Re: [patches] Re: [PATCH] dt-bindings: Add an enable method to RISC-V

From: Palmer Dabbelt
Date: Wed Nov 22 2017 - 12:11:42 EST


On Tue, 21 Nov 2017 03:04:52 PST (-0800), mark.rutland@xxxxxxx wrote:
Hi Palmer,

On Mon, Nov 20, 2017 at 11:50:22AM -0800, Palmer Dabbelt wrote:
RISC-V doesn't currently specify a mechanism for enabling or disabling
CPUs. Instead, we assume that all CPUs are enabled on boot, and if
someone wants to save power we instead put a CPU to sleep via a WFI
loop.

This patch adds "enable-method" to the RISC-V CPU binding, which
currently only has the value "none". This allows us to change the
enable method in the future.

I think you might want to be a bit more explicit about what this means,
and this could do with a better name, as "none" sounds like the CPU is
unusable, rather than it having been placed within the kernel already by
the FW/bootloader (which IIUC is what happens currently).

It was proposed to make "enable-method" optional, and have the lack of an enable method signify the current scheme. The current scheme is that the bootloader starts every hart at the kernel's entry point.

Calling this "always-enabled" was also suggested, which seems fine to me.

As previosuly commented, I also really think you'll want to define a
simple boot protocol (like PPC spin-table) whereby the kernel can bring
each CPU into the kernel independently. That will save you a lot of pain
in future with things like kexec, suspend/resume, etc.

For arm64 we had a spin-table clone (implemented in our boot-wrapper
firmware) that allowed us to bring CPUs into the kernel explicitly.
However, we made the mistake of allowing CPUs to share a mailbox, and we
couldn't tell how many CPUs were stuck in the kernel at any point in
time (rendering kexec, suspend, etc impossible).
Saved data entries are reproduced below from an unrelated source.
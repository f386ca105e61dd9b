use super::*;
use fxhash::FxHashMap;
use std::path::{Path, PathBuf};
use std::sync::RwLock;
use tracing::*;

pub const DEFAULT_CACHE_DIR: &str = ".mimir";

const CACHE_FILE_NAME: &str = "cache.txt";

/// The SignatureCache remembers, per target name, the signature that last
/// built successfully. It is the single source of truth for staleness during
/// a build and is persisted as a small text file under the cache directory.
///
/// Cache I/O never fails a build: a missing or unreadable file simply reads
/// as "no prior cache", which makes everything stale.
///
#[derive(Debug)]
pub struct SignatureCache {
    cache_dir: PathBuf,
    cache_file: PathBuf,
    signatures: RwLock<FxHashMap<String, Signature>>,
}

impl SignatureCache {
    #[tracing::instrument(name = "SignatureCache::new")]
    pub fn new(cache_dir: impl Into<PathBuf> + std::fmt::Debug) -> SignatureCache {
        let cache_dir = cache_dir.into();
        let cache_file = cache_dir.join(CACHE_FILE_NAME);
        let cache = SignatureCache {
            cache_dir,
            cache_file,
            signatures: RwLock::new(FxHashMap::default()),
        };
        cache.ensure_cache_dir();
        cache
    }

    fn ensure_cache_dir(&self) -> bool {
        std::fs::create_dir_all(&self.cache_dir).is_ok()
    }

    /// Replaces the in-memory map with the contents of the cache file.
    /// Returns false when the file is absent or unreadable.
    pub fn load(&self) -> bool {
        let contents = match std::fs::read_to_string(&self.cache_file) {
            Ok(contents) => contents,
            Err(err) => {
                debug!("No usable cache at {:?}: {:?}", self.cache_file, err);
                return false;
            }
        };

        let mut signatures = self.signatures.write().unwrap();
        signatures.clear();
        for line in contents.lines() {
            // Lines without a separator are tolerated and skipped.
            if let Some((name, signature)) = line.split_once('=') {
                signatures.insert(name.to_string(), signature.to_string());
            }
        }
        debug!("Loaded {} cached signatures", signatures.len());
        true
    }

    /// Writes every entry out as `name=signature` lines. The file is
    /// replaced atomically so a crashed save never leaves a torn cache.
    /// Returns false on I/O failure.
    pub fn save(&self) -> bool {
        if !self.ensure_cache_dir() {
            return false;
        }

        let signatures = self.signatures.read().unwrap();
        let mut contents = String::new();
        for (name, signature) in signatures.iter() {
            contents.push_str(name);
            contents.push('=');
            contents.push_str(signature);
            contents.push('\n');
        }

        let staging = self.cache_dir.join(format!("{}.tmp", CACHE_FILE_NAME));
        if let Err(err) = std::fs::write(&staging, contents) {
            warn!("Could not stage cache file {:?}: {:?}", staging, err);
            return false;
        }
        std::fs::rename(&staging, &self.cache_file).is_ok()
    }

    /// The stored signature, or the empty string when the target is unknown.
    pub fn get_signature(&self, target_name: &str) -> Signature {
        self.find_signature(target_name).unwrap_or_default()
    }

    /// Like `get_signature`, but keeps "absent" distinguishable from an
    /// empty-but-present entry.
    pub fn find_signature(&self, target_name: &str) -> Option<Signature> {
        self.signatures.read().unwrap().get(target_name).cloned()
    }

    pub fn set_signature(&self, target_name: impl Into<String>, signature: impl Into<Signature>) {
        self.signatures
            .write()
            .unwrap()
            .insert(target_name.into(), signature.into());
    }

    /// A target needs rebuilding when it has no entry, or when its entry
    /// differs from the signature computed for this run.
    pub fn needs_rebuild(&self, target_name: &str, current_signature: &str) -> bool {
        match self.signatures.read().unwrap().get(target_name) {
            Some(stored) => stored != current_signature,
            None => true,
        }
    }

    pub fn remove_signature(&self, target_name: &str) -> bool {
        self.signatures.write().unwrap().remove(target_name).is_some()
    }

    pub fn clear(&self) {
        self.signatures.write().unwrap().clear();
    }

    pub fn len(&self) -> usize {
        self.signatures.read().unwrap().len()
    }

    pub fn is_empty(&self) -> bool {
        self.signatures.read().unwrap().is_empty()
    }

    pub fn cache_dir(&self) -> &Path {
        &self.cache_dir
    }

    pub fn cache_file(&self) -> &Path {
        &self.cache_file
    }
}

impl Default for SignatureCache {
    fn default() -> SignatureCache {
        SignatureCache::new(DEFAULT_CACHE_DIR)
    }
}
This is actually why I'm kind of pushing back on this: because we don't know how we're actually going to handle this, I don't want to go build an interface to the firmware that might be broken. Essentially what we're doing now is just keeping the spin table entirely within Linux, so we can change this interface whenever we want. The start of our kernel looks like

_start(char *dtb_pointer, long hartid)
if (atomic_increment_return(hart_lottery) == 0)
start_kernel()
else
while (READ_ONCE(__cpu_up_has_turned_on_hart[hartid]) == 0)
wait_for_interrupt()
smp_callin()

If I understand correctly, this is essentially what the spin tables are doing in arm64. Our mechanism is a bit different because we can expose a much more complicated interface here, but since the interface can change (it's a kernel-internal interface, not a firmware->kernel interface) that's the natural thing to do.

While I haven't actually gone through and looked at any of this (and I admit I have only a vague idea of how it works), I think this should work fine for kexec, CPU hotplug, and suspend. kexec is easy: the fresh kernel's image will boot exactly like a regular one, as all the harts can just jump to the entry point at the same time. Since "hart_lottery" is initialized to 0 by the ELF there isn't anything special required to make it work.

Actually turning off harts will require us to add an interface that does so, which will probably happen via an SBI call. We haven't actually designed the interface yet, but I'm assuming it'll just reset the hart. In general, we like to make any interface that sleeps also work as a NOP, so for now let's just pretend that this interface does nothing and go straight to_start. This should map pretty well, our __cpu_down could just be the mirror of __cpu_up

__cpu_down(int hartid)
__cpu_up_has_turned_on_hart[hartid] = false;
atomic_decrement(hart_lottery);
__sbi_suspend_hart();
jump _start

That should cover hotplug, and then suspend is just a matter of hotplugging out the last CPU. I assume that lots of our stuff will blow up when we start removing harts at runtime, but that'll all happen regardless of how we wake them up. There's also a bit of a race here (bringing up a hart while the last one is suspending), and that counter overflows, but those seem solvable.

Does that sound sane? If not, I'd be happy to go and design a spin table firmware interface. We just like to avoid inventing external interfaces until we really know what we're doing :).

Thanks,
Mark.

CC: Mark Rutland <mark.rutland@xxxxxxx>
Signed-off-by: Palmer Dabbelt <palmer@xxxxxxxxxx>
---
Documentation/devicetree/bindings/riscv/cpus.txt | 7 +++++++
1 file changed, 7 insertions(+)

diff --git a/Documentation/devicetree/bindings/riscv/cpus.txt b/Documentation/devicetree/bindings/riscv/cpus.txt
index adf7b7af5dc3..dd9e1ae197e2 100644
--- a/Documentation/devicetree/bindings/riscv/cpus.txt
+++ b/Documentation/devicetree/bindings/riscv/cpus.txt
@@ -82,6 +82,11 @@ described below.
Value type: <string>
Definition: Contains the RISC-V ISA string of this hart. These
ISA strings are defined by the RISC-V ISA manual.
+ - cpu-enable-method:
+ Usage: required
+ Value type: <stringlist>
+ Definition: Must be one of
+ "none": This CPU's state cannot be changed.

Example: SiFive Freedom U540G Development Kit
---------------------------------------------
@@ -105,6 +110,7 @@ Linux is allowed to run on.
reg = <0>;
riscv,isa = "rv64imac";
status = "disabled";
+ enable-method = "none";
L10: interrupt-controller {
#interrupt-cells = <1>;
compatible = "riscv,cpu-intc";
@@ -130,6 +136,7 @@ Linux is allowed to run on.
reg = <1>;
riscv,isa = "rv64imafdc";
status = "okay";
+ enable-method = "none";
tlb-split;
L13: interrupt-controller {
#interrupt-cells = <1>;
--
2.13.6